==== GIVEN RECORDS

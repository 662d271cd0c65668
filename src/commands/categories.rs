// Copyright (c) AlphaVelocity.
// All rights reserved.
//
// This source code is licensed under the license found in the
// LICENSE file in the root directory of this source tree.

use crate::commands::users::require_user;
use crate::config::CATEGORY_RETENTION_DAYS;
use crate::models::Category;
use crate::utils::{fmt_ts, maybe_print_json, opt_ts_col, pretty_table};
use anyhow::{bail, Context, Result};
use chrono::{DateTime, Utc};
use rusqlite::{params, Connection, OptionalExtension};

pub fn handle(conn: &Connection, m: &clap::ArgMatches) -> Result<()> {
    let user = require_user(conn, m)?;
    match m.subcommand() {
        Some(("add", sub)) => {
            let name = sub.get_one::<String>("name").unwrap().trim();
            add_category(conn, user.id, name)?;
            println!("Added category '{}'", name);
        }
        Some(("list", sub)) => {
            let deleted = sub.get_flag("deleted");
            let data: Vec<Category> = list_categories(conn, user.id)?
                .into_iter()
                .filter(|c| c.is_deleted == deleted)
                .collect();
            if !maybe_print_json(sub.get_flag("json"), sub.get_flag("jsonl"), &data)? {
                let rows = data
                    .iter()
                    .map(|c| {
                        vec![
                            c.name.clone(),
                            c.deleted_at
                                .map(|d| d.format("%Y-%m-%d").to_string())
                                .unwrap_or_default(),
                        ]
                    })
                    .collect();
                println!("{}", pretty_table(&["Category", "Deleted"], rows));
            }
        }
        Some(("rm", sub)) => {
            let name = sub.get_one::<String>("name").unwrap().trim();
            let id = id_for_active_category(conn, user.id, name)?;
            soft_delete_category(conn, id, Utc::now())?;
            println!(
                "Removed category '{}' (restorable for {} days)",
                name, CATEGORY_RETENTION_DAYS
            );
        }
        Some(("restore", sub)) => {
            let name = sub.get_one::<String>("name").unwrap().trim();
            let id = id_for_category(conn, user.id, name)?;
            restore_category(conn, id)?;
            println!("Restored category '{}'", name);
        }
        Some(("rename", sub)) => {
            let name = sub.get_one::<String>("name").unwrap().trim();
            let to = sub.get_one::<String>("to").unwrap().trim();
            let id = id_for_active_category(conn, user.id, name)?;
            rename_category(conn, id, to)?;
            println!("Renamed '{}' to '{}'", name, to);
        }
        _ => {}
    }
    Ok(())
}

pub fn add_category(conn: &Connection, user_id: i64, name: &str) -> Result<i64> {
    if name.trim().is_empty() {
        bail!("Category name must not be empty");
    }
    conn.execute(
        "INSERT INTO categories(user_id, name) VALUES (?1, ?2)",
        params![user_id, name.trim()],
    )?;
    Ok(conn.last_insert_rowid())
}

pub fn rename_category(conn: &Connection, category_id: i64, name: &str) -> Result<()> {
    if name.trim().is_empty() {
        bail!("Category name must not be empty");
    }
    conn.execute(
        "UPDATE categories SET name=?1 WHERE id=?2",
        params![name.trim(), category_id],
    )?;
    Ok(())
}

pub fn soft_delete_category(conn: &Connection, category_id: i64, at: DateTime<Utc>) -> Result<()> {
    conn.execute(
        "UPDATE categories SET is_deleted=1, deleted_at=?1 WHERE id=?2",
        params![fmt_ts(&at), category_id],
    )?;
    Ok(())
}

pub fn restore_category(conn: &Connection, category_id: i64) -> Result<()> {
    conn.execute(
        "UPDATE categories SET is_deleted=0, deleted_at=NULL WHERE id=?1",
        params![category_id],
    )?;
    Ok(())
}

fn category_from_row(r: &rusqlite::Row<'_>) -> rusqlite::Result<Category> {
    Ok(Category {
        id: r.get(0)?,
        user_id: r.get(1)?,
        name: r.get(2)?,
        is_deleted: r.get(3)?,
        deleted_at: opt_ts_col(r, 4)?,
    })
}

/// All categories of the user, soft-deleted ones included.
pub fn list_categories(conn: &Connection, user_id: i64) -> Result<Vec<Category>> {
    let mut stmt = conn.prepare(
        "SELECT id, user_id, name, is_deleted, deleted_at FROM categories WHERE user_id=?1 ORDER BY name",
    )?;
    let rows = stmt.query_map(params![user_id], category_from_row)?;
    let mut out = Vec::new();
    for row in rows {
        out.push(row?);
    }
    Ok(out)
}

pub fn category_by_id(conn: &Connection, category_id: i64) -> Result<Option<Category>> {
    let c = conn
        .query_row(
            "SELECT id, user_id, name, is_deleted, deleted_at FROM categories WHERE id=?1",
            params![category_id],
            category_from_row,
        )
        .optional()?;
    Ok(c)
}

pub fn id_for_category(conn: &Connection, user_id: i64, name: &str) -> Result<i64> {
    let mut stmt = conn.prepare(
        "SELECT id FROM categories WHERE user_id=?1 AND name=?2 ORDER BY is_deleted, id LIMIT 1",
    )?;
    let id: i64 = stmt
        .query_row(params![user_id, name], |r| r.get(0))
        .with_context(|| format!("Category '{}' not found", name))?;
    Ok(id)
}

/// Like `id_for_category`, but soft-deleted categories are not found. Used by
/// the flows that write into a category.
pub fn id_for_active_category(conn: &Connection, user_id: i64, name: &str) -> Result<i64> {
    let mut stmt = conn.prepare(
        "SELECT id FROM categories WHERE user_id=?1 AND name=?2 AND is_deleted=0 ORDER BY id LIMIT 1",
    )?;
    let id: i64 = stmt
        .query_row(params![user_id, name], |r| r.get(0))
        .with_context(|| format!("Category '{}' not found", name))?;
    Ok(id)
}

========

## REQUIRED ACTION:
Copy all lines from the data that hold the word "Some".

## TASK ANSWER:
        Some(("add", sub)) => {
        Some(("list", sub)) => {
        Some(("rm", sub)) => {
        Some(("restore", sub)) => {
        Some(("rename", sub)) => {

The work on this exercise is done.